Exercise instructions: List all the lines in these records that hold "deleted".

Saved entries
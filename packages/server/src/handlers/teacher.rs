use axum::Json;
use axum::extract::{Path, Query, State};
use axum::http::StatusCode;
use axum::response::IntoResponse;
use common::{EntityKind, Role};
use sea_orm::*;
use tracing::instrument;

use crate::entity::{class, lesson, subject_teacher, teacher};
use crate::error::{AppError, ErrorBody};
use crate::extractors::auth::Viewer;
use crate::extractors::json::AppJson;
use crate::models::shared::{PAGE_SIZE, Pagination, ci_contains};
use crate::models::teacher::*;
use crate::state::AppState;
use crate::utils::{hash, scope};

/// Role-scope predicate ANDed into every teacher read.
fn scope_condition(viewer: &Viewer) -> Condition {
    match viewer.role {
        Role::Admin | Role::Teacher => Condition::all(),
        Role::Student => Condition::all().add(
            teacher::Column::Id.in_subquery(scope::teacher_ids_for_classes(
                scope::class_id_for_student(viewer.user_id),
            )),
        ),
        Role::Parent => Condition::all().add(
            teacher::Column::Id.in_subquery(scope::teacher_ids_for_classes(
                scope::class_ids_for_parent(viewer.user_id),
            )),
        ),
        Role::None => scope::nothing(),
    }
}

#[utoipa::path(
    post,
    path = "/",
    tag = "Teachers",
    operation_id = "createTeacher",
    summary = "Create a teacher account",
    request_body = CreateTeacherRequest,
    responses(
        (status = 201, description = "Teacher created", body = TeacherResponse),
        (status = 400, description = "Validation error (VALIDATION_ERROR)", body = ErrorBody),
        (status = 403, description = "Forbidden (PERMISSION_DENIED)", body = ErrorBody),
        (status = 409, description = "Username taken or subject missing (CONFLICT)", body = ErrorBody),
    ),
    security(("jwt" = [])),
)]
#[instrument(skip(state, viewer, payload), fields(username = %payload.username))]
pub async fn create_teacher(
    viewer: Viewer,
    State(state): State<AppState>,
    AppJson(payload): AppJson<CreateTeacherRequest>,
) -> Result<impl IntoResponse, AppError> {
    viewer.require_create(EntityKind::Teacher)?;
    validate_create_teacher(&payload)?;

    let password_hash = hash::hash_password(&payload.password)
        .map_err(|e| AppError::Internal(format!("Password hash error: {}", e)))?;

    let txn = state.db.begin().await?;

    let new_teacher = teacher::ActiveModel {
        username: Set(payload.username.trim().to_string()),
        password_hash: Set(password_hash),
        name: Set(payload.name.trim().to_string()),
        surname: Set(payload.surname.trim().to_string()),
        email: Set(payload.email),
        phone: Set(payload.phone),
        address: Set(payload.address),
        img: Set(payload.img),
        blood_type: Set(payload.blood_type),
        sex: Set(payload.sex),
        birthday: Set(payload.birthday),
        created_at: Set(chrono::Utc::now()),
        ..Default::default()
    };

    let model = new_teacher
        .insert(&txn)
        .await
        .map_err(AppError::from_write_err)?;

    replace_subject_links(&txn, model.id, &payload.subject_ids).await?;

    txn.commit().await?;

    let subject_ids = payload.subject_ids;
    Ok((
        StatusCode::CREATED,
        Json(TeacherResponse::from_model(model, subject_ids)),
    ))
}

#[utoipa::path(
    get,
    path = "/",
    tag = "Teachers",
    operation_id = "listTeachers",
    summary = "List teachers",
    description = "One page of teachers matching the filters, restricted to the viewer's scope. Supports `class_id` (teachers with a lesson in that class) and `search`.",
    params(TeacherListQuery),
    responses(
        (status = 200, description = "List of teachers", body = TeacherListResponse),
    ),
    security(("jwt" = [])),
)]
#[instrument(skip(state, viewer, query))]
pub async fn list_teachers(
    viewer: Viewer,
    State(state): State<AppState>,
    Query(query): Query<TeacherListQuery>,
) -> Result<Json<TeacherListResponse>, AppError> {
    let page = Ord::max(query.page.unwrap_or(1), 1);

    let mut select = teacher::Entity::find().filter(scope_condition(&viewer));

    if let Some(class_id) = query.class_id {
        select =
            select.filter(teacher::Column::Id.in_subquery(scope::teacher_ids_for_class(class_id)));
    }
    if let Some(ref search) = query.search {
        let term = search.trim();
        if !term.is_empty() {
            select = select.filter(
                Condition::any()
                    .add(ci_contains(teacher::Column::Name, term))
                    .add(ci_contains(teacher::Column::Surname, term))
                    .add(ci_contains(teacher::Column::Username, term)),
            );
        }
    }

    let txn = state.db.begin().await?;
    let total = select.clone().count(&txn).await?;
    let data = select
        .order_by_asc(teacher::Column::Id)
        .select_only()
        .column(teacher::Column::Id)
        .column(teacher::Column::Username)
        .column(teacher::Column::Name)
        .column(teacher::Column::Surname)
        .column(teacher::Column::Email)
        .column(teacher::Column::Phone)
        .column(teacher::Column::Address)
        .column(teacher::Column::Img)
        .offset(Some((page - 1) * PAGE_SIZE))
        .limit(Some(PAGE_SIZE))
        .into_model::<TeacherListItem>()
        .all(&txn)
        .await?;
    txn.commit().await?;

    Ok(Json(TeacherListResponse {
        data,
        pagination: Pagination::new(page, total),
    }))
}

#[utoipa::path(
    get,
    path = "/{id}",
    tag = "Teachers",
    operation_id = "getTeacher",
    summary = "Get a teacher by ID",
    params(("id" = i32, Path, description = "Teacher ID")),
    responses(
        (status = 200, description = "Teacher details", body = TeacherResponse),
        (status = 404, description = "Teacher not found or out of scope (NOT_FOUND)", body = ErrorBody),
    ),
    security(("jwt" = [])),
)]
#[instrument(skip(state, viewer), fields(id))]
pub async fn get_teacher(
    viewer: Viewer,
    State(state): State<AppState>,
    Path(id): Path<i32>,
) -> Result<Json<TeacherResponse>, AppError> {
    let model = teacher::Entity::find_by_id(id)
        .filter(scope_condition(&viewer))
        .one(&state.db)
        .await?
        .ok_or_else(|| AppError::NotFound("Teacher not found".into()))?;

    let subject_ids = subject_ids_of(&state.db, id).await?;
    Ok(Json(TeacherResponse::from_model(model, subject_ids)))
}

#[utoipa::path(
    patch,
    path = "/{id}",
    tag = "Teachers",
    operation_id = "updateTeacher",
    summary = "Update a teacher",
    description = "PATCH semantics: only provided fields change. An empty or absent password leaves the stored password untouched. `subject_ids` replaces the full assignment when present.",
    params(("id" = i32, Path, description = "Teacher ID")),
    request_body = UpdateTeacherRequest,
    responses(
        (status = 200, description = "Teacher updated", body = TeacherResponse),
        (status = 400, description = "Validation error (VALIDATION_ERROR)", body = ErrorBody),
        (status = 403, description = "Forbidden (PERMISSION_DENIED)", body = ErrorBody),
        (status = 404, description = "Teacher not found (NOT_FOUND)", body = ErrorBody),
        (status = 409, description = "Username taken or subject missing (CONFLICT)", body = ErrorBody),
    ),
    security(("jwt" = [])),
)]
#[instrument(skip(state, viewer, payload), fields(id))]
pub async fn update_teacher(
    viewer: Viewer,
    State(state): State<AppState>,
    Path(id): Path<i32>,
    AppJson(payload): AppJson<UpdateTeacherRequest>,
) -> Result<Json<TeacherResponse>, AppError> {
    viewer.require_update(EntityKind::Teacher)?;
    validate_update_teacher(&payload)?;

    if payload == UpdateTeacherRequest::default() {
        let existing = find_teacher(&state.db, id).await?;
        let subject_ids = subject_ids_of(&state.db, id).await?;
        return Ok(Json(TeacherResponse::from_model(existing, subject_ids)));
    }

    let txn = state.db.begin().await?;
    let existing = find_teacher_for_update(&txn, id).await?;
    let mut active: teacher::ActiveModel = existing.into();

    if let Some(ref username) = payload.username {
        active.username = Set(username.trim().to_string());
    }
    if let Some(ref password) = payload.password
        && !password.is_empty()
    {
        let password_hash = hash::hash_password(password)
            .map_err(|e| AppError::Internal(format!("Password hash error: {}", e)))?;
        active.password_hash = Set(password_hash);
    }
    if let Some(ref name) = payload.name {
        active.name = Set(name.trim().to_string());
    }
    if let Some(ref surname) = payload.surname {
        active.surname = Set(surname.trim().to_string());
    }
    if let Some(email) = payload.email {
        active.email = Set(Some(email));
    }
    if let Some(phone) = payload.phone {
        active.phone = Set(Some(phone));
    }
    if let Some(address) = payload.address {
        active.address = Set(address);
    }
    if let Some(img) = payload.img {
        active.img = Set(Some(img));
    }
    if let Some(blood_type) = payload.blood_type {
        active.blood_type = Set(blood_type);
    }
    if let Some(sex) = payload.sex {
        active.sex = Set(sex);
    }
    if let Some(birthday) = payload.birthday {
        active.birthday = Set(birthday);
    }

    let model = active.update(&txn).await.map_err(AppError::from_write_err)?;

    if let Some(ref subject_ids) = payload.subject_ids {
        subject_teacher::Entity::delete_many()
            .filter(subject_teacher::Column::TeacherId.eq(id))
            .exec(&txn)
            .await?;
        replace_subject_links(&txn, id, subject_ids).await?;
    }

    let subject_ids = subject_ids_of(&txn, id).await?;
    txn.commit().await?;

    Ok(Json(TeacherResponse::from_model(model, subject_ids)))
}

#[utoipa::path(
    delete,
    path = "/{id}",
    tag = "Teachers",
    operation_id = "deleteTeacher",
    summary = "Delete a teacher",
    description = "Fails with 409 while the teacher still has lessons or supervises a class.",
    params(("id" = i32, Path, description = "Teacher ID")),
    responses(
        (status = 204, description = "Teacher deleted"),
        (status = 403, description = "Forbidden (PERMISSION_DENIED)", body = ErrorBody),
        (status = 404, description = "Teacher not found (NOT_FOUND)", body = ErrorBody),
        (status = 409, description = "Teacher still referenced (CONFLICT)", body = ErrorBody),
    ),
    security(("jwt" = [])),
)]
#[instrument(skip(state, viewer), fields(id))]
pub async fn delete_teacher(
    viewer: Viewer,
    State(state): State<AppState>,
    Path(id): Path<i32>,
) -> Result<impl IntoResponse, AppError> {
    viewer.require_delete(EntityKind::Teacher)?;

    let txn = state.db.begin().await?;
    find_teacher_for_update(&txn, id).await?;

    let lesson_count = lesson::Entity::find()
        .filter(lesson::Column::TeacherId.eq(id))
        .count(&txn)
        .await?;
    if lesson_count > 0 {
        return Err(AppError::Conflict(
            "Cannot delete a teacher with existing lessons".into(),
        ));
    }

    let supervised = class::Entity::find()
        .filter(class::Column::SupervisorId.eq(id))
        .count(&txn)
        .await?;
    if supervised > 0 {
        return Err(AppError::Conflict(
            "Cannot delete a teacher supervising a class".into(),
        ));
    }

    subject_teacher::Entity::delete_many()
        .filter(subject_teacher::Column::TeacherId.eq(id))
        .exec(&txn)
        .await?;
    teacher::Entity::delete_by_id(id)
        .exec(&txn)
        .await
        .map_err(AppError::from_write_err)?;

    txn.commit().await?;
    Ok(StatusCode::NO_CONTENT)
}

async fn find_teacher<C: ConnectionTrait>(db: &C, id: i32) -> Result<teacher::Model, AppError> {
    teacher::Entity::find_by_id(id)
        .one(db)
        .await?
        .ok_or_else(|| AppError::NotFound("Teacher not found".into()))
}

async fn find_teacher_for_update(
    txn: &DatabaseTransaction,
    id: i32,
) -> Result<teacher::Model, AppError> {
    use sea_orm::sea_query::LockType;
    teacher::Entity::find_by_id(id)
        .lock(LockType::Update)
        .one(txn)
        .await?
        .ok_or_else(|| AppError::NotFound("Teacher not found".into()))
}

async fn subject_ids_of<C: ConnectionTrait>(db: &C, teacher_id: i32) -> Result<Vec<i32>, AppError> {
    Ok(subject_teacher::Entity::find()
        .filter(subject_teacher::Column::TeacherId.eq(teacher_id))
        .select_only()
        .column(subject_teacher::Column::SubjectId)
        .order_by_asc(subject_teacher::Column::SubjectId)
        .into_tuple::<i32>()
        .all(db)
        .await?)
}

async fn replace_subject_links(
    txn: &DatabaseTransaction,
    teacher_id: i32,
    subject_ids: &[i32],
) -> Result<(), AppError> {
    for &subject_id in subject_ids {
        let link = subject_teacher::ActiveModel {
            subject_id: Set(subject_id),
            teacher_id: Set(teacher_id),
        };
        link.insert(txn).await.map_err(AppError::from_write_err)?;
    }
    Ok(())
}
use axum::Json;
use axum::extract::{Path, Query, State};
use axum::http::StatusCode;
use axum::response::IntoResponse;
use common::{EntityKind, Role};
use sea_orm::*;
use tracing::instrument;

use crate::entity::{assignment, exam, result, student};
use crate::error::{AppError, ErrorBody};
use crate::extractors::auth::Viewer;
use crate::extractors::json::AppJson;
use crate::handlers::lesson::require_owned_lesson;
use crate::models::result::*;
use crate::models::shared::{PAGE_SIZE, Pagination, ci_contains};
use crate::state::AppState;
use crate::utils::scope;

/// Role-scope predicate ANDed into every result read.
fn scope_condition(viewer: &Viewer) -> Condition {
    match viewer.role {
        Role::Admin => Condition::all(),
        Role::Teacher => Condition::all().add(
            Condition::any()
                .add(result::Column::ExamId.in_subquery(scope::exam_ids_for_teacher(
                    viewer.user_id,
                )))
                .add(
                    result::Column::AssignmentId
                        .in_subquery(scope::assignment_ids_for_teacher(viewer.user_id)),
                ),
        ),
        Role::Student => Condition::all().add(result::Column::StudentId.eq(viewer.user_id)),
        Role::Parent => Condition::all().add(
            result::Column::StudentId.in_subquery(scope::student_ids_for_parent(viewer.user_id)),
        ),
        Role::None => scope::nothing(),
    }
}

/// Check the exam-or-assignment target exists and, for teachers, sits under
/// one of the viewer's own lessons.
async fn require_owned_target<C: ConnectionTrait>(
    db: &C,
    viewer: &Viewer,
    exam_id: Option<i32>,
    assignment_id: Option<i32>,
) -> Result<(), AppError> {
    if let Some(exam_id) = exam_id {
        let exam = exam::Entity::find_by_id(exam_id)
            .one(db)
            .await?
            .ok_or_else(|| AppError::Conflict("Referenced exam does not exist".into()))?;
        require_owned_lesson(db, viewer, exam.lesson_id).await?;
    }
    if let Some(assignment_id) = assignment_id {
        let assignment = assignment::Entity::find_by_id(assignment_id)
            .one(db)
            .await?
            .ok_or_else(|| AppError::Conflict("Referenced assignment does not exist".into()))?;
        require_owned_lesson(db, viewer, assignment.lesson_id).await?;
    }
    Ok(())
}

#[utoipa::path(
    post,
    path = "/",
    tag = "Results",
    operation_id = "createResult",
    summary = "Record a result",
    description = "A result scores one student on exactly one of an exam or an assignment. Teachers may only record results under their own lessons.",
    request_body = CreateResultRequest,
    responses(
        (status = 201, description = "Result recorded", body = ResultResponse),
        (status = 400, description = "Validation error (VALIDATION_ERROR)", body = ErrorBody),
        (status = 403, description = "Forbidden (PERMISSION_DENIED)", body = ErrorBody),
        (status = 409, description = "Referenced row missing (CONFLICT)", body = ErrorBody),
    ),
    security(("jwt" = [])),
)]
#[instrument(skip(state, viewer, payload), fields(student_id = payload.student_id))]
pub async fn create_result(
    viewer: Viewer,
    State(state): State<AppState>,
    AppJson(payload): AppJson<CreateResultRequest>,
) -> Result<impl IntoResponse, AppError> {
    viewer.require_create(EntityKind::Result)?;
    validate_create_result(&payload)?;

    require_owned_target(&state.db, &viewer, payload.exam_id, payload.assignment_id).await?;

    let new_result = result::ActiveModel {
        score: Set(payload.score),
        student_id: Set(payload.student_id),
        exam_id: Set(payload.exam_id),
        assignment_id: Set(payload.assignment_id),
        ..Default::default()
    };

    let model = new_result
        .insert(&state.db)
        .await
        .map_err(AppError::from_write_err)?;

    Ok((StatusCode::CREATED, Json(ResultResponse::from(model))))
}

#[utoipa::path(
    get,
    path = "/",
    tag = "Results",
    operation_id = "listResults",
    summary = "List results",
    description = "One page of results with the student and the scored exam or assignment, restricted to the viewer's scope.",
    params(ResultListQuery),
    responses(
        (status = 200, description = "List of results", body = ResultListResponse),
    ),
    security(("jwt" = [])),
)]
#[instrument(skip(state, viewer, query))]
pub async fn list_results(
    viewer: Viewer,
    State(state): State<AppState>,
    Query(query): Query<ResultListQuery>,
) -> Result<Json<ResultListResponse>, AppError> {
    let page = Ord::max(query.page.unwrap_or(1), 1);

    let mut select = result::Entity::find()
        .join(JoinType::InnerJoin, result::Relation::Student.def())
        .join(JoinType::LeftJoin, result::Relation::Exam.def())
        .join(JoinType::LeftJoin, result::Relation::Assignment.def())
        .filter(scope_condition(&viewer));

    if let Some(student_id) = query.student_id {
        select = select.filter(result::Column::StudentId.eq(student_id));
    }
    if let Some(ref search) = query.search {
        let term = search.trim();
        if !term.is_empty() {
            select = select.filter(
                Condition::any()
                    .add(ci_contains((student::Entity, student::Column::Name), term))
                    .add(ci_contains(
                        (student::Entity, student::Column::Surname),
                        term,
                    ))
                    .add(ci_contains((exam::Entity, exam::Column::Title), term)),
            );
        }
    }

    let txn = state.db.begin().await?;
    let total = select.clone().count(&txn).await?;
    let data = select
        .order_by_asc(result::Column::Id)
        .select_only()
        .column(result::Column::Id)
        .column(result::Column::Score)
        .column_as(student::Column::Name, "student_name")
        .column_as(student::Column::Surname, "student_surname")
        .column_as(exam::Column::Title, "exam_title")
        .column_as(assignment::Column::Title, "assignment_title")
        .offset(Some((page - 1) * PAGE_SIZE))
        .limit(Some(PAGE_SIZE))
        .into_model::<ResultListItem>()
        .all(&txn)
        .await?;
    txn.commit().await?;

    Ok(Json(ResultListResponse {
        data,
        pagination: Pagination::new(page, total),
    }))
}

#[utoipa::path(
    get,
    path = "/{id}",
    tag = "Results",
    operation_id = "getResult",
    summary = "Get a result by ID",
    params(("id" = i32, Path, description = "Result ID")),
    responses(
        (status = 200, description = "Result details", body = ResultResponse),
        (status = 404, description = "Result not found or out of scope (NOT_FOUND)", body = ErrorBody),
    ),
    security(("jwt" = [])),
)]
#[instrument(skip(state, viewer), fields(id))]
pub async fn get_result(
    viewer: Viewer,
    State(state): State<AppState>,
    Path(id): Path<i32>,
) -> Result<Json<ResultResponse>, AppError> {
    let model = result::Entity::find_by_id(id)
        .filter(scope_condition(&viewer))
        .one(&state.db)
        .await?
        .ok_or_else(|| AppError::NotFound("Result not found".into()))?;
    Ok(Json(model.into()))
}

#[utoipa::path(
    patch,
    path = "/{id}",
    tag = "Results",
    operation_id = "updateResult",
    summary = "Update a result",
    description = "PATCH semantics. `exam_id` and `assignment_id` support three-state updates; the row must still reference exactly one of the two after the change.",
    params(("id" = i32, Path, description = "Result ID")),
    request_body = UpdateResultRequest,
    responses(
        (status = 200, description = "Result updated", body = ResultResponse),
        (status = 400, description = "Validation error (VALIDATION_ERROR)", body = ErrorBody),
        (status = 403, description = "Forbidden (PERMISSION_DENIED)", body = ErrorBody),
        (status = 404, description = "Result not found (NOT_FOUND)", body = ErrorBody),
        (status = 409, description = "Referenced row missing (CONFLICT)", body = ErrorBody),
    ),
    security(("jwt" = [])),
)]
#[instrument(skip(state, viewer, payload), fields(id))]
pub async fn update_result(
    viewer: Viewer,
    State(state): State<AppState>,
    Path(id): Path<i32>,
    AppJson(payload): AppJson<UpdateResultRequest>,
) -> Result<Json<ResultResponse>, AppError> {
    viewer.require_update(EntityKind::Result)?;
    validate_update_result(&payload)?;

    if payload == UpdateResultRequest::default() {
        let existing = find_result(&state.db, id).await?;
        require_owned_target(&state.db, &viewer, existing.exam_id, existing.assignment_id).await?;
        return Ok(Json(existing.into()));
    }

    let txn = state.db.begin().await?;
    let existing = find_result_for_update(&txn, id).await?;

    require_owned_target(&txn, &viewer, existing.exam_id, existing.assignment_id).await?;

    // Effective values: payload wins where present, stored row otherwise.
    let effective_exam = match payload.exam_id {
        Some(value) => value,
        None => existing.exam_id,
    };
    let effective_assignment = match payload.assignment_id {
        Some(value) => value,
        None => existing.assignment_id,
    };
    validate_exactly_one(effective_exam, effective_assignment)?;
    require_owned_target(&txn, &viewer, effective_exam, effective_assignment).await?;

    let mut active: result::ActiveModel = existing.into();

    if let Some(score) = payload.score {
        active.score = Set(score);
    }
    if let Some(student_id) = payload.student_id {
        active.student_id = Set(student_id);
    }
    if payload.exam_id.is_some() {
        active.exam_id = Set(effective_exam);
    }
    if payload.assignment_id.is_some() {
        active.assignment_id = Set(effective_assignment);
    }

    let model = active.update(&txn).await.map_err(AppError::from_write_err)?;
    txn.commit().await?;

    Ok(Json(model.into()))
}

#[utoipa::path(
    delete,
    path = "/{id}",
    tag = "Results",
    operation_id = "deleteResult",
    summary = "Delete a result",
    params(("id" = i32, Path, description = "Result ID")),
    responses(
        (status = 204, description = "Result deleted"),
        (status = 403, description = "Forbidden (PERMISSION_DENIED)", body = ErrorBody),
        (status = 404, description = "Result not found (NOT_FOUND)", body = ErrorBody),
    ),
    security(("jwt" = [])),
)]
#[instrument(skip(state, viewer), fields(id))]
pub async fn delete_result(
    viewer: Viewer,
    State(state): State<AppState>,
    Path(id): Path<i32>,
) -> Result<impl IntoResponse, AppError> {
    viewer.require_delete(EntityKind::Result)?;

    let txn = state.db.begin().await?;
    let existing = find_result_for_update(&txn, id).await?;
    require_owned_target(&txn, &viewer, existing.exam_id, existing.assignment_id).await?;

    result::Entity::delete_by_id(id)
        .exec(&txn)
        .await
        .map_err(AppError::from_write_err)?;
    txn.commit().await?;

    Ok(StatusCode::NO_CONTENT)
}

async fn find_result<C: ConnectionTrait>(db: &C, id: i32) -> Result<result::Model, AppError> {
    result::Entity::find_by_id(id)
        .one(db)
        .await?
        .ok_or_else(|| AppError::NotFound("Result not found".into()))
}

async fn find_result_for_update(
    txn: &DatabaseTransaction,
    id: i32,
) -> Result<result::Model, AppError> {
    use sea_orm::sea_query::LockType;
    result::Entity::find_by_id(id)
        .lock(LockType::Update)
        .one(txn)
        .await?
        .ok_or_else(|| AppError::NotFound("Result not found".into()))
}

Result of this task:
        (status = 204, description = "Teacher deleted"),
        (status = 204, description = "Result deleted"),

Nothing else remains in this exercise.